And in the weeks following the party, finally living as myself, my euphoria gave way to an almost meditative state. The constant homesickness that had cluttered my mind for years was finally gone. I hadn’t come out to create a positive, but to remove a negative and to alleviate that nearly constant pain and incompleteness. Transitioning wouldn’t inherently bring me happiness, but it had allowed me to be free to pursue every emotion: to think more clearly; to live more fully; to survive.

And while I had experienced fleeting moments of this freedom growing up, with the Cinderella dress or on all those Halloweens, it was now permanent. I didn’t have to dread that stroke of midnight.

This. This is what it feels like to be yourself, I thought.

I had never felt that way before.

Coming out and transitioning was a decision that I had no choice in making. I had to do it. And while it helped me in many ways, there is no question that in living my truth, I faced a new set of obstacles. I was stepping into a world built for men as a woman.

There is no question that my path to womanhood was unique. Every woman’s path is different. Each of us travels with different kinds of privileges and challenges.

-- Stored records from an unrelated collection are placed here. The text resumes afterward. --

//! Inter-arrival delays between the packets a router originates.

use crate::ticks;
use rand::RngCore;
use rand_distr::{Distribution, Poisson as Distr};
use std::time::Duration;

/// Samples the delay before a router originates its next packet.
pub trait Arrivals: Send + 'static {
    /// Returns the next delay for a router configured with the given mean (in ticks).
    fn next(&mut self, mean: f64) -> Duration;
}

/// Poisson-distributed delays (rounded to whole ticks).
///
/// When driven by a runtime context, every draw is seeded (and audited) by the runtime.
pub struct Poisson<R: RngCore> {
    rng: R,
}

impl<R: RngCore> Poisson<R> {
    pub fn new(rng: R) -> Self {
        Self { rng }
    }
}

impl<R: RngCore + Send + 'static> Arrivals for Poisson<R> {
    fn next(&mut self, mean: f64) -> Duration {
        // A non-positive mean has no distribution: every packet is due immediately
        let Ok(distr) = Distr::new(mean) else {
            return Duration::ZERO;
        };
        let sample: f64 = distr.sample(&mut self.rng);
        ticks(sample as u64)
    }
}

/// Always returns the same delay, regardless of the mean.
#[derive(Clone, Copy, Debug)]
pub struct Fixed(pub Duration);

impl Arrivals for Fixed {
    fn next(&mut self, _: f64) -> Duration {
        self.0
    }
}

/// Replays a list of delays and then repeats the last one (or zero if empty).
#[derive(Clone, Debug)]
pub struct Scripted {
    delays: Vec<Duration>,
    index: usize,
}

impl Scripted {
    pub fn new(delays: Vec<Duration>) -> Self {
        Self { delays, index: 0 }
    }
}

impl Arrivals for Scripted {
    fn next(&mut self, _: f64) -> Duration {
        let Some(last) = self.delays.len().checked_sub(1) else {
            return Duration::ZERO;
        };
        let delay = self.delays[self.index.min(last)];
        self.index = self.index.saturating_add(1);
        delay
    }
}

#[cfg(test)]
mod tests {
    use super::*;
    use rand::{rngs::StdRng, SeedableRng};

    #[test]
    fn test_fixed() {
        let mut fixed = Fixed(ticks(7));
        assert_eq!(fixed.next(20.0), ticks(7));
        assert_eq!(fixed.next(0.0), ticks(7));
    }

    #[test]
    fn test_scripted_repeats_last() {
        let mut scripted = Scripted::new(vec![ticks(1), ticks(5), ticks(2)]);
        let delays: Vec<_> = (0..5).map(|_| scripted.next(20.0)).collect();
        assert_eq!(delays, vec![ticks(1), ticks(5), ticks(2), ticks(2), ticks(2)]);
    }

    #[test]
    fn test_scripted_empty() {
        let mut scripted = Scripted::new(Vec::new());
        assert_eq!(scripted.next(20.0), Duration::ZERO);
    }

    #[test]
    fn test_poisson_zero_mean() {
        let mut poisson = Poisson::new(StdRng::seed_from_u64(0));
        assert_eq!(poisson.next(0.0), Duration::ZERO);
    }

    #[test]
    fn test_poisson_seeded() {
        let draw = |seed| {
            let mut poisson = Poisson::new(StdRng::seed_from_u64(seed));
            (0..50).map(|_| poisson.next(20.0)).collect::<Vec<_>>()
        };
        assert_eq!(draw(3), draw(3));

        // The sample mean should land near the configured mean
        let delays = draw(3);
        let total: Duration = delays.iter().sum();
        let mean = total.as_millis() as f64 / delays.len() as f64;
        assert!((10.0..30.0).contains(&mean), "mean {mean}");
    }
}
use crate::RouterId;
use prometheus_client::{
    encoding::EncodeLabelSet,
    metrics::{counter::Counter, family::Family},
};

#[derive(Clone, Debug, Hash, PartialEq, Eq, EncodeLabelSet)]
pub struct Router {
    pub router: String,
}

impl Router {
    pub fn new(router: RouterId) -> Self {
        Self {
            router: router.to_string(),
        }
    }
}

#[derive(Clone, Debug, Hash, PartialEq, Eq, EncodeLabelSet)]
pub struct Prune {
    pub router: String,
    pub reason: String,
}

impl Prune {
    pub fn looped(router: RouterId) -> Self {
        Self {
            router: router.to_string(),
            reason: "loop".to_string(),
        }
    }

    pub fn rpf(router: RouterId) -> Self {
        Self {
            router: router.to_string(),
            reason: "rpf".to_string(),
        }
    }
}

pub struct Metrics {
    pub generated: Family<Router, Counter>,
    pub accepted: Family<Router, Counter>,
    pub pruned: Family<Prune, Counter>,
    pub transmitted: Family<Router, Counter>,
    pub completed: Family<Router, Counter>,
}

impl Metrics {
    pub fn init<E: rpfsim_runtime::Metrics>(context: &E) -> Self {
        let metrics = Self {
            generated: Family::default(),
            accepted: Family::default(),
            pruned: Family::default(),
            transmitted: Family::default(),
            completed: Family::default(),
        };
        context.register(
            "packets_generated",
            "Packets originated by a router",
            metrics.generated.clone(),
        );
        context.register(
            "packets_accepted",
            "Packet copies accepted by a router",
            metrics.accepted.clone(),
        );
        context.register(
            "packets_pruned",
            "Packet copies dropped by a router",
            metrics.pruned.clone(),
        );
        context.register(
            "packets_transmitted",
            "Packet copies delivered over a link by a sender",
            metrics.transmitted.clone(),
        );
        context.register(
            "floods_completed",
            "Packets of an origin that reached every router",
            metrics.completed.clone(),
        );
        metrics
    }
}
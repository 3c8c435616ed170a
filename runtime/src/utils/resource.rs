//! A single-slot admission primitive with priority-ordered waiters.
//!
//! A [Resource] is held by at most one task at a time. Tasks that find it busy wait in a
//! set ordered by `(priority, arrival)`, where lower priorities are admitted first and ties
//! go to whoever asked first. Releasing (dropping the [ResourceGuard]) hands the slot
//! directly to the next waiter, so a task arriving between the release and the waiter's
//! resumption can never jump the queue.

use std::{
    collections::BTreeMap,
    future::Future,
    pin::Pin,
    sync::{Arc, Mutex},
    task::{Context, Poll, Waker},
};

/// Position of a waiter: `(priority, arrival)`.
type Ticket = (u64, u64);

#[derive(Default)]
struct State {
    busy: bool,
    arrivals: u64,
    waiting: BTreeMap<Ticket, Waker>,

    /// Waiter that was handed the slot but has not observed it yet.
    granted: Option<Ticket>,
}

impl State {
    /// Pass the slot to the next waiter (or mark the resource idle).
    fn release(&mut self) -> Option<Waker> {
        match self.waiting.pop_first() {
            Some((ticket, waker)) => {
                self.granted = Some(ticket);
                Some(waker)
            }
            None => {
                self.busy = false;
                None
            }
        }
    }
}

/// Mutual exclusion over a single slot (e.g. a link's transmitter or a router's processor).
#[derive(Clone, Default)]
pub struct Resource {
    state: Arc<Mutex<State>>,
}

impl Resource {
    /// Create an idle resource.
    pub fn new() -> Self {
        Self::default()
    }

    /// Wait until the slot is free and this caller is the most urgent waiter.
    ///
    /// The returned future resolves to a guard that releases the slot when dropped.
    pub fn acquire(&self, priority: u64) -> Acquire {
        Acquire {
            state: self.state.clone(),
            priority,
            ticket: None,
            acquired: false,
        }
    }

    /// Number of current holders (0 or 1).
    pub fn in_use(&self) -> usize {
        usize::from(self.state.lock().unwrap().busy)
    }

    /// Number of tasks waiting for the slot.
    pub fn waiting(&self) -> usize {
        self.state.lock().unwrap().waiting.len()
    }
}

/// Future returned by [Resource::acquire].
pub struct Acquire {
    state: Arc<Mutex<State>>,
    priority: u64,
    ticket: Option<Ticket>,
    acquired: bool,
}

impl Future for Acquire {
    type Output = ResourceGuard;

    fn poll(self: Pin<&mut Self>, cx: &mut Context<'_>) -> Poll<Self::Output> {
        let this = self.get_mut();
        let mut state = this.state.lock().unwrap();
        match this.ticket {
            None => {
                if !state.busy {
                    state.busy = true;
                    drop(state);
                    this.acquired = true;
                    return Poll::Ready(ResourceGuard {
                        state: this.state.clone(),
                    });
                }

                // Join the waiting set
                let ticket = (this.priority, state.arrivals);
                state.arrivals = state.arrivals.checked_add(1).expect("arrival overflow");
                state.waiting.insert(ticket, cx.waker().clone());
                this.ticket = Some(ticket);
                Poll::Pending
            }
            Some(ticket) => {
                if state.granted == Some(ticket) {
                    state.granted = None;
                    drop(state);
                    this.acquired = true;
                    return Poll::Ready(ResourceGuard {
                        state: this.state.clone(),
                    });
                }
                if let Some(waker) = state.waiting.get_mut(&ticket) {
                    waker.clone_from(cx.waker());
                }
                Poll::Pending
            }
        }
    }
}

impl Drop for Acquire {
    fn drop(&mut self) {
        if self.acquired {
            return;
        }
        let Some(ticket) = self.ticket else {
            return;
        };
        let next = {
            let mut state = self.state.lock().unwrap();
            if state.granted == Some(ticket) {
                // The slot was already ours, pass it on
                state.granted = None;
                state.release()
            } else {
                state.waiting.remove(&ticket);
                None
            }
        };
        if let Some(waker) = next {
            waker.wake();
        }
    }
}

/// Proof of holding a [Resource]. The slot is released when the guard is dropped.
pub struct ResourceGuard {
    state: Arc<Mutex<State>>,
}

impl Drop for ResourceGuard {
    fn drop(&mut self) {
        let next = self.state.lock().unwrap().release();
        if let Some(waker) = next {
            waker.wake();
        }
    }
}

#[cfg(test)]
mod tests {
    use super::*;
    use crate::{deterministic, Clock, Runner, Spawner};
    use futures::task::noop_waker;
    use std::time::Duration;

    fn poll(acquire: &mut Acquire) -> Poll<ResourceGuard> {
        let waker = noop_waker();
        let mut cx = Context::from_waker(&waker);
        Pin::new(acquire).poll(&mut cx)
    }

    #[test]
    fn test_uncontended() {
        let resource = Resource::new();
        let mut acquire = resource.acquire(7);
        let Poll::Ready(guard) = poll(&mut acquire) else {
            panic!("idle resource should be granted immediately");
        };
        assert_eq!(resource.in_use(), 1);
        drop(guard);
        assert_eq!(resource.in_use(), 0);
    }

    #[test]
    fn test_priority_then_arrival() {
        let resource = Resource::new();
        let mut holder = resource.acquire(0);
        let Poll::Ready(held) = poll(&mut holder) else {
            panic!("idle resource should be granted immediately");
        };

        // Queue waiters out of priority order
        let mut late = resource.acquire(3);
        let mut first = resource.acquire(1);
        let mut second = resource.acquire(1);
        assert!(poll(&mut late).is_pending());
        assert!(poll(&mut first).is_pending());
        assert!(poll(&mut second).is_pending());
        assert_eq!(resource.waiting(), 3);

        // Release hands the slot over in (priority, arrival) order
        drop(held);
        assert_eq!(resource.in_use(), 1);
        assert!(poll(&mut second).is_pending());
        assert!(poll(&mut late).is_pending());
        let Poll::Ready(guard) = poll(&mut first) else {
            panic!("most urgent waiter should be granted");
        };
        drop(guard);
        let Poll::Ready(guard) = poll(&mut second) else {
            panic!("next waiter should be granted");
        };
        drop(guard);
        let Poll::Ready(guard) = poll(&mut late) else {
            panic!("last waiter should be granted");
        };
        drop(guard);
        assert_eq!(resource.in_use(), 0);
        assert_eq!(resource.waiting(), 0);
    }

    #[test]
    fn test_newcomer_cannot_jump_handoff() {
        let resource = Resource::new();
        let mut holder = resource.acquire(5);
        let Poll::Ready(held) = poll(&mut holder) else {
            panic!("idle resource should be granted immediately");
        };
        let mut waiter = resource.acquire(5);
        assert!(poll(&mut waiter).is_pending());
        drop(held);

        // A more urgent newcomer must still wait behind the granted waiter
        let mut newcomer = resource.acquire(0);
        assert!(poll(&mut newcomer).is_pending());
        let Poll::Ready(guard) = poll(&mut waiter) else {
            panic!("granted waiter should resume");
        };
        drop(guard);
        assert!(poll(&mut newcomer).is_ready());
    }

    #[test]
    fn test_dropped_waiter_passes_slot_on() {
        let resource = Resource::new();
        let mut holder = resource.acquire(0);
        let Poll::Ready(held) = poll(&mut holder) else {
            panic!("idle resource should be granted immediately");
        };
        let mut abandoned = resource.acquire(0);
        let mut patient = resource.acquire(1);
        assert!(poll(&mut abandoned).is_pending());
        assert!(poll(&mut patient).is_pending());

        // The slot is handed to `abandoned`, which never collects it
        drop(held);
        drop(abandoned);
        assert!(poll(&mut patient).is_ready());
    }

    #[test]
    fn test_dropped_waiter_leaves_queue() {
        let resource = Resource::new();
        let mut holder = resource.acquire(0);
        let Poll::Ready(held) = poll(&mut holder) else {
            panic!("idle resource should be granted immediately");
        };
        let mut abandoned = resource.acquire(0);
        assert!(poll(&mut abandoned).is_pending());
        drop(abandoned);
        assert_eq!(resource.waiting(), 0);
        drop(held);
        assert_eq!(resource.in_use(), 0);
    }

    #[test]
    fn test_contention_in_runtime() {
        let executor = deterministic::Runner::default();
        let order = executor.start(|context| async move {
            let resource = Resource::new();
            let order = Arc::new(Mutex::new(Vec::new()));
            let mut handles = Vec::new();
            for (name, priority) in [("a", 2), ("b", 9), ("c", 1), ("d", 1)] {
                let resource = resource.clone();
                let order = order.clone();
                handles.push(context.clone().spawn(move |context| async move {
                    let _guard = resource.acquire(priority).await;
                    assert_eq!(resource.in_use(), 1);
                    order.lock().unwrap().push((name, context.current()));
                    context.sleep(Duration::from_millis(10)).await;
                }));
            }
            for handle in handles {
                handle.await.unwrap();
            }
            let order = order.lock().unwrap().clone();
            order
        });

        // `a` is admitted at once, the rest in (priority, arrival) order
        let names: Vec<_> = order.iter().map(|(name, _)| *name).collect();
        assert_eq!(names, vec!["a", "c", "d", "b"]);
        let times: Vec<_> = order
            .iter()
            .map(|(_, time)| time.duration_since(std::time::UNIX_EPOCH).unwrap())
            .collect();
        assert_eq!(
            times,
            vec![
                Duration::ZERO,
                Duration::from_millis(10),
                Duration::from_millis(20),
                Duration::from_millis(30),
            ]
        );
    }
}
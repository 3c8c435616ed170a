//! Wire routers and links into a network and run floods over it.

use crate::{
    arrivals::{Arrivals, Poisson},
    config::Topology,
    journal::{Decision, Journal, Verdict},
    ledger::Ledger,
    link::Link,
    metrics::Metrics,
    oracle::Oracle,
    packet::Packet,
    report::{Delivery, Report},
    router::{generate, Router},
    Error, LinkId, RouterId,
};
use rand::RngCore;
use rpfsim_runtime::{Clock, Spawner, SystemTimeExt};
use std::{
    collections::BTreeMap,
    sync::{Arc, Mutex},
};
use tracing::debug;

/// State shared by every task of a running network.
pub(crate) struct Shared {
    pub routers: Vec<Router>,
    pub links: BTreeMap<LinkId, Link>,
    pub oracle: Box<dyn Oracle>,
    pub metrics: Metrics,
    pub journal: Option<Mutex<Journal>>,
}

impl Shared {
    pub fn router(&self, id: RouterId) -> Option<&Router> {
        self.routers.get(id as usize)
    }

    /// Returns true if `packet` reached `observer` over the shortest path from its origin.
    ///
    /// A missing route is treated as a mismatch.
    pub fn shortest(&self, packet: &Packet, observer: RouterId) -> bool {
        let Some(route) = self.oracle.route(packet.origin, observer) else {
            return false;
        };
        packet.predecessor() == Some(route.predecessor) && packet.cost == route.cost
    }

    /// Append a decision to the journal (if enabled).
    pub fn record<E: Clock>(
        &self,
        context: &E,
        router: RouterId,
        packet: &Packet,
        verdict: Verdict,
        forwarded: Vec<LinkId>,
    ) {
        let Some(journal) = &self.journal else {
            return;
        };
        journal.lock().unwrap().decisions.push(Decision {
            at: context.current().epoch(),
            router,
            origin: packet.origin,
            sequence: packet.sequence,
            path: packet.path.clone(),
            cost: packet.cost,
            arrival: packet.previous,
            verdict,
            forwarded,
        });
    }
}

/// A validated topology, ready to be started on a runtime.
pub struct Network {
    routers: Vec<Router>,
    links: BTreeMap<LinkId, Link>,
    oracle: Box<dyn Oracle>,
    journal: bool,
    arrivals: BTreeMap<RouterId, Box<dyn Arrivals>>,
}

impl Network {
    /// Build a network from a topology, using its routing table as the oracle.
    pub fn new(topology: &Topology) -> Result<Self, Error> {
        topology.validate()?;

        // Routers are numbered 0..N
        let mut routers: Vec<_> = topology
            .routers
            .iter()
            .map(|router| {
                Router::new(
                    router.id,
                    router.mean,
                    router.packets,
                    topology.adjacency(router),
                )
            })
            .collect();
        routers.sort_by_key(|router| router.id);
        let links = topology
            .links
            .iter()
            .map(|link| {
                (
                    link.id,
                    Link::new(link.id, link.endpoints, Topology::delay(link)),
                )
            })
            .collect();
        Ok(Self {
            routers,
            links,
            oracle: Box::new(topology.oracle()),
            journal: false,
            arrivals: BTreeMap::new(),
        })
    }

    /// Replace the routing table with another oracle.
    pub fn with_oracle(mut self, oracle: impl Oracle) -> Self {
        self.oracle = Box::new(oracle);
        self
    }

    /// Record every decision and transmission (see [Simulation::journal]).
    pub fn with_journal(mut self) -> Self {
        self.journal = true;
        self
    }

    /// Sample the originations of `router` from `arrivals` instead of the runtime's
    /// Poisson sampler.
    pub fn with_arrivals(mut self, router: RouterId, arrivals: impl Arrivals) -> Self {
        self.arrivals.insert(router, Box::new(arrivals));
        self
    }

    /// Register metrics and spawn the packet generator of every router.
    ///
    /// Returns immediately: the floods run as the runtime processes its events.
    pub fn start<E>(mut self, context: E) -> Simulation
    where
        E: Spawner + Clock + rpfsim_runtime::Metrics + RngCore,
    {
        let metrics = Metrics::init(&context);
        let shared = Arc::new(Shared {
            routers: self.routers,
            links: self.links,
            oracle: self.oracle,
            metrics,
            journal: self.journal.then(|| Mutex::new(Journal::default())),
        });
        debug!(
            routers = shared.routers.len(),
            links = shared.links.len(),
            "starting network"
        );
        for router in &shared.routers {
            let id = router.id;
            let arrivals = self.arrivals.remove(&id).unwrap_or_else(|| {
                Box::new(Poisson::new(context.clone())) as Box<dyn Arrivals>
            });
            let shared = shared.clone();
            context
                .with_label(&format!("router_{}", id))
                .spawn(move |context| generate(context, shared, id, arrivals));
        }
        Simulation { shared }
    }
}

/// Handle to the floods of a started [Network].
///
/// Read it once the runtime has stopped to collect the outcome of the run.
pub struct Simulation {
    shared: Arc<Shared>,
}

impl Simulation {
    /// Completion ledger of the floods `router` originated.
    pub fn ledger(&self, router: RouterId) -> Option<Ledger> {
        self.shared.router(router).map(|router| router.ledger.clone())
    }

    /// Per-router delivery counts and mean transit times.
    pub fn report(&self) -> Report {
        Report::new(
            self.shared
                .routers
                .iter()
                .map(|router| Delivery {
                    router: router.id,
                    delivered: router.ledger.delivered(),
                    mean: router.ledger.mean(),
                })
                .collect(),
        )
    }

    /// Decisions and transmissions recorded so far (if the journal was enabled).
    pub fn journal(&self) -> Option<Journal> {
        self.shared
            .journal
            .as_ref()
            .map(|journal| journal.lock().unwrap().clone())
    }
}

#[cfg(test)]
mod tests {
    use super::*;
    use crate::{
        arrivals::{Fixed, Scripted},
        config::{LinkConfig, RouteConfig, RouterConfig},
        oracle::Table,
        ticks,
    };
    use commonware_macros::test_traced;
    use rpfsim_runtime::{deterministic, Runner};
    use std::time::Duration;

    /// Hub 0 with leaves 1, 2 and 3, whose copies all reach the hub at tick 15.
    ///
    /// The empty oracle makes the hub prune every copy, so nothing travels back.
    fn hub() -> Network {
        let delays = [(1, 5), (2, 4), (3, 3)];
        let mut routes = Vec::new();
        for (leaf, delay) in delays {
            routes.push(RouteConfig {
                source: 0,
                observer: leaf,
                predecessor: 0,
                cost: delay,
            });
            routes.push(RouteConfig {
                source: leaf,
                observer: 0,
                predecessor: leaf,
                cost: delay,
            });
            for (other, other_delay) in delays {
                if other != leaf {
                    routes.push(RouteConfig {
                        source: leaf,
                        observer: other,
                        predecessor: 0,
                        cost: delay + other_delay,
                    });
                }
            }
        }
        let topology = Topology {
            routers: [0, 3, 2, 1]
                .into_iter()
                .enumerate()
                .map(|(id, packets)| RouterConfig {
                    id: id as RouterId,
                    mean: 0.0,
                    packets,
                    links: None,
                })
                .collect(),
            links: delays
                .into_iter()
                .map(|(leaf, delay)| LinkConfig {
                    id: leaf - 1,
                    endpoints: [0, leaf],
                    delay,
                })
                .collect(),
            routes,
        };
        Network::new(&topology)
            .unwrap()
            .with_oracle(Table::new())
            .with_journal()
            .with_arrivals(0, Fixed(Duration::ZERO))
            .with_arrivals(1, Scripted::new(vec![ticks(0), ticks(5)]))
            .with_arrivals(2, Scripted::new(vec![ticks(0), ticks(11)]))
            .with_arrivals(3, Scripted::new(vec![ticks(12)]))
    }

    #[test_traced]
    fn test_busy_processor_admits_by_sequence() {
        let executor = deterministic::Runner::default();
        let (simulation, held) = executor.start(|context| async move {
            let simulation = hub().start(context.clone());
            let processor = simulation.shared.router(0).unwrap().processor.clone();

            // Occupy the hub across the simultaneous arrivals
            context.sleep(ticks(14)).await;
            let guard = processor.acquire(0).await;
            context.sleep(ticks(2)).await;
            let held = (processor.in_use(), processor.waiting());
            context.sleep(ticks(4)).await;
            drop(guard);
            (simulation, held)
        });

        // One holder, three queued copies
        assert_eq!(held, (1, 3));
        let router = simulation.shared.router(0).unwrap();
        assert_eq!(router.processor.in_use(), 0);
        assert_eq!(router.processor.waiting(), 0);

        // Once released, the queued copies are handled in sequence order
        let journal = simulation.journal().unwrap();
        let handled: Vec<_> = journal
            .at(0)
            .filter(|d| d.at >= ticks(15))
            .map(|d| (d.at, d.origin, d.sequence))
            .collect();
        assert_eq!(
            handled,
            vec![(ticks(20), 3, 1), (ticks(20), 2, 2), (ticks(20), 1, 3)]
        );
    }
}
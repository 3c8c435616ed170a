//! Per-router bookkeeping of completed floods.

use std::{
    collections::BTreeMap,
    sync::{Arc, Mutex},
    time::Duration,
};

#[derive(Debug, Default)]
struct Inner {
    transits: BTreeMap<u64, Duration>,
    delivered: u64,
}

/// Records, for each packet a router originated, how long its flood took to cover the network.
///
/// A flood may complete on several branches. Only the first completion of a sequence is
/// recorded.
#[derive(Clone, Debug, Default)]
pub struct Ledger {
    inner: Arc<Mutex<Inner>>,
}

impl Ledger {
    pub fn new() -> Self {
        Self::default()
    }

    /// Record the transit time of `sequence`. Returns `false` if it was already recorded.
    pub fn record(&self, sequence: u64, transit: Duration) -> bool {
        let mut inner = self.inner.lock().unwrap();
        if inner.transits.contains_key(&sequence) {
            return false;
        }
        inner.transits.insert(sequence, transit);
        inner.delivered += 1;
        true
    }

    /// Number of packets delivered to every router.
    pub fn delivered(&self) -> u64 {
        self.inner.lock().unwrap().delivered
    }

    /// Transit time of each delivered packet, by sequence.
    pub fn transits(&self) -> BTreeMap<u64, Duration> {
        self.inner.lock().unwrap().transits.clone()
    }

    /// Mean transit time in ticks, or `None` if nothing was delivered.
    pub fn mean(&self) -> Option<f64> {
        let inner = self.inner.lock().unwrap();
        if inner.transits.is_empty() {
            return None;
        }
        let total: Duration = inner.transits.values().sum();
        Some(total.as_secs_f64() * 1_000.0 / inner.transits.len() as f64)
    }
}

#[cfg(test)]
mod tests {
    use super::*;
    use crate::ticks;

    #[test]
    fn test_first_completion_wins() {
        let ledger = Ledger::new();
        assert!(ledger.record(1, ticks(5)));
        assert!(!ledger.record(1, ticks(9)));
        assert!(ledger.record(2, ticks(7)));
        assert_eq!(ledger.delivered(), 2);
        assert_eq!(ledger.transits().get(&1), Some(&ticks(5)));
        assert_eq!(ledger.mean(), Some(6.0));
    }

    #[test]
    fn test_empty_mean() {
        let ledger = Ledger::new();
        assert_eq!(ledger.delivered(), 0);
        assert_eq!(ledger.mean(), None);
    }

    #[test]
    fn test_clones_share_state() {
        let ledger = Ledger::new();
        let other = ledger.clone();
        assert!(other.record(4, ticks(1)));
        assert!(!ledger.record(4, ticks(1)));
        assert_eq!(ledger.delivered(), 1);
    }
}
use image::{GrayImage, Luma, Rgb, RgbImage};
use palette::{encoding, FromColor, Hsv, Srgb};

use crate::error::{Error, Result};
use crate::features::RegionRecord;

const BOUNDARY_COLOR: Rgb<u8> = Rgb([255, 255, 255]);

fn check_len(len: usize, width: u32, height: u32) -> Result<()> {
    if len != width as usize * height as usize {
        return Err(Error::InvalidArgument(format!("map has {} values, expected {}x{}", len, width, height)));
    }
    Ok(())
}

/// Paints white every pixel whose 8-neighborhood holds more than one pixel of a
/// different label.
pub fn draw_contours(image: &mut RgbImage, labels: &[i32]) -> Result<()> {
    const DX8: [i64; 8] = [-1, -1, 0, 1, 1, 1, 0, -1];
    const DY8: [i64; 8] = [0, -1, -1, -1, 0, 1, 1, 1];
    let (w, h) = image.dimensions();
    check_len(labels.len(), w, h)?;
    let (wi, hi) = (w as i64, h as i64);

    let mut boundary = Vec::new();
    for y in 0..hi {
        for x in 0..wi {
            let label = labels[(y * wi + x) as usize];
            let differing = (0..8usize)
                .filter(|&n| {
                    let (nx, ny) = (x + DX8[n], y + DY8[n]);
                    nx >= 0 && nx < wi && ny >= 0 && ny < hi && labels[(ny * wi + nx) as usize] != label
                })
                .count();
            if differing > 1 {
                boundary.push((x as u32, y as u32));
            }
        }
    }
    for (x, y) in boundary {
        image.put_pixel(x, y, BOUNDARY_COLOR);
    }
    Ok(())
}

/// Fully saturated color for a cluster id; consecutive ids are spread around the hue circle.
pub fn cluster_color(cluster: usize) -> Rgb<u8> {
    let hue = (cluster as f32 * 137.507_77) % 360.0;
    let hsv: Hsv<encoding::Srgb, f32> = Hsv::new(hue, 1.0, 1.0);
    let rgb: Srgb<f32> = Srgb::from_color(hsv);
    let to_u8 = |c: f32| (c.clamp(0.0, 1.0) * 255.0).round() as u8;
    Rgb([to_u8(rgb.red), to_u8(rgb.green), to_u8(rgb.blue)])
}

/// Fills coherent regions with their cluster color; everything else keeps the source pixel.
pub fn render_clusters(source: &RgbImage, labels: &[i32], regions: &[RegionRecord]) -> Result<RgbImage> {
    let (w, h) = source.dimensions();
    check_len(labels.len(), w, h)?;
    let mut out = source.clone();
    for (index, (&label, px)) in labels.iter().zip(out.pixels_mut()).enumerate() {
        let region = usize::try_from(label)
            .ok()
            .and_then(|l| regions.get(l))
            .ok_or(Error::LabelOutOfRange { index, label, num_labels: regions.len() })?;
        if let (true, Some(cluster)) = (region.coherent, region.cluster) {
            *px = cluster_color(cluster);
        }
    }
    Ok(out)
}

/// Scales a [0, 1] map to an 8-bit grayscale image.
pub fn map_to_gray(values: &[f32], width: u32, height: u32) -> Result<GrayImage> {
    check_len(values.len(), width, height)?;
    Ok(GrayImage::from_fn(width, height, |x, y| {
        let v = values[(y * width + x) as usize];
        Luma([(v.clamp(0.0, 1.0) * 255.0).round() as u8])
    }))
}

I had always been someone who tried to think about the prejudice and bigotry in the world. So I thought I generally understood what to expect. But in the end, I was so focused on the transphobia I might face after transitioning that I didn’t fully realize just how pervasive the sexism and misogyny would be.

And it truly was everywhere. From the subtle to the blatant, I had entered a world of impossible double standards and endless contradictions.

In exploring my own womanhood, it became clear that if I was “too feminine” I was inauthentic, a presumption in even progressive spheres that masculinity is some sort of natural state of being, a preference. But then, if I wasn’t feminine enough, I wasn’t a “real” woman. Television, movies, pop culture, fashion, and politics are all trying to tell us what it means to be a “real” woman.

The experience of each woman—cis or trans—is different, but a similar thread underpins it all: the policing of gender. The devaluation of lives, hopes, and one’s body. The threat of violence.

It took me some time to find my own niche in the infinite ways to express one’s gender. Young women and girls often work through this in middle and high school. I was doing it in my twenties. Like many young women, my first burst of individual gender expression was a kind of hyperfemininity—pink dresses, more makeup than I needed, and jewelry. Part of this was a release of the pent-up femininity that I had not felt free to express before, and part of it was the imperfect actions of an imperfect human living in an imperfect world that so often demands conformity from everyone.

Over time, though, I eventually landed in my own sweet spot: a gender expression that was my own and where I felt comfortable. Feminine, still, but more muted. But navigating my own gender expression—and all the expectations, prejudices, and double standards that come with it—only began to scratch the surface.

The first few months after coming out were a rude awakening. I could no longer merely exist in the world. Now I had to actively navigate through it, every minute of every day. Every decision carried with it a greater weight, consequences that would impact everything from my emotional well-being to my physical safety. And going anywhere new added additional stress.

Growing up, my default face had always been that smile, but now I had to consciously train myself not to smile anymore, lest I invite unwanted attention from men on the street. And I’ll never forget the feeling the first time I experienced street harassment.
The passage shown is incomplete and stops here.